Llega un momento en que la paciencia se acaba para el frío. Marzo ha comenzado pero el día de hoy aún soporta una materia gris y destemplada que se cuela en las casas por cualquier rendija. Metida en el cuartito de la computadora con una gripe incipiente, no puedo dejar de cargarle mi pesadez al invierno que, al otro lado del ventanal, se ríe sin dientes mientras pienso que ya hubo bastante de esto, ya es hora de pasar a otra cosa.

Y sin embargo, el invierno llega cada año a las ciudades como una película translúcida que se agrega a los objetos para sacarles un cariz escondido, una forma de existencia diferente.

El barrio gótico barcelonés nunca es tan gótico como en invierno. Si además llueve, imposible no ingresar sin darse cuenta, por una abertura ciega, a una densidad inmemorial desde donde cada muro de piedra nos viene esperando segundo a segundo sólo para confluir en este instante. Imposible no encontrar, en la reverberación de pasos y gotas, una semilla guardada de aquellos tiempos. No percibir la herida de la caducidad en el cuerpo; no sentir, como en un vértigo, una urgencia de entregarle al muro alguna huella propia que perdure en él cuando no estemos.

El invierno es la oscuridad de los museos, la paciencia callada e íntima del que entra, atraviesa una bóveda ojival y se detiene con recogimiento frente a la obra de un artista. Es también la sonoridad trovadora de la flauta dulce que nos aguarda afuera del museo y nos conduce, alegre e intemporal, por el laberinto de calles hasta llegar a Petritxol, la calle de las granjas que sirven el chocolate a la taza con melindros o churros.

Si es cierto lo que anuncia el canal del tiempo, en unos días el aire empezará a entibiarse y la ciudad irá, girando lentamente sobre su eje, a posarse sobre el mar. Pero ahora, todavía hay que esperar. Me asalta un deseo súbito: quiero andar en camiseta, en camiseta, ca-mi-se-ta. Sentir el algodón en la piel, guardar los abrigos, sacar las sandalias de las cajas de zapatos y hacerme ampollas el primer día de usarlas. Bajar a la playa y caminar por la arena, envuelta en la bruma vaporosa de salitre y aceites solares. Llevar un libro, el mate, la lonita y tirarme. Pienso en el verano como quien dice tener recuerdo de vidas pasadas, ¿existe el verano? Y la noche... la noche en verano se vuelve territorio habitable, la calle y la noche se reconquistan para la vida, se limpian del miedo y los espectros.
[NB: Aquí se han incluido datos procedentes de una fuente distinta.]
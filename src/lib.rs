//! puppet-pssh: run a command with parallel-ssh on the nodes PuppetDB knows about.

// Command line arguments and configuration.
pub mod config;
// Error handling.
pub mod error;
// Leveled logging passed around explicitly.
pub mod log;
// PuppetDB queries.
pub mod inventory;
// Matching node names.
pub mod filter;
// Node name to address.
pub mod resolve;
// The host list file.
pub mod hostlist;
// Running parallel-ssh.
pub mod executor;
// Printing nodes, facts and status.
pub mod report;
// Subcommands wired end to end.
pub mod pipeline;

pub use config::{Command, Config, InventoryArgs, ListArgs, RunArgs};
pub use error::PsshError;
pub use executor::{Executor, RunOutcome, RunSpec};
pub use filter::NodeFilter;
pub use hostlist::HostList;
pub use inventory::{Activation, Facts, InventoryClient, NodeCount, NodeStatus};
pub use log::{Level, Logger};
pub use report::{ReportMode, Reporter};
pub use resolve::{DnsResolver, FactResolver, IdentityResolver, Resolver};
use regex::Regex;

use crate::error::PsshError;

/// Keeps the node names an unanchored regex finds a match in.
#[derive(Debug, Clone)]
pub struct NodeFilter {
    pattern: Regex,
}

impl NodeFilter {
    pub const MATCH_ALL: &'static str = ".*";

    pub fn new(pattern: &str) -> Result<Self, PsshError> {
        Ok(Self {
            pattern: Regex::new(pattern)?,
        })
    }

    pub fn is_match(&self, node: &str) -> bool {
        self.pattern.is_match(node)
    }

    /// Order is preserved and duplicates are kept.
    pub fn filter(&self, nodes: Vec<String>) -> Vec<String> {
        nodes.into_iter().filter(|n| self.is_match(n)).collect()
    }
}

impl Default for NodeFilter {
    fn default() -> Self {
        Self {
            pattern: Regex::new(Self::MATCH_ALL).expect("match-all pattern compiles"),
        }
    }
}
Los primeros días es un fluir blando del tiempo: se puede decir que habitamos el célebre polígono de confort climático, concepto inventado por las ciencias ambientales que las ciudades mediterráneas pretenden adjudicarse. Pero lo bueno dura poco, y cuando sube el termómetro oímos voces añorantes del frío, "así no se puede estar", "en invierno te abrigas y listo".

Por suerte los invernófilos no pueden decidir la temperatura de los lugares. Lo cierto es que, en este tema, nadie puede decidir, y todavía hay que esperar. Hay quienes dicen que la espera es lo mejor de lo que se vive.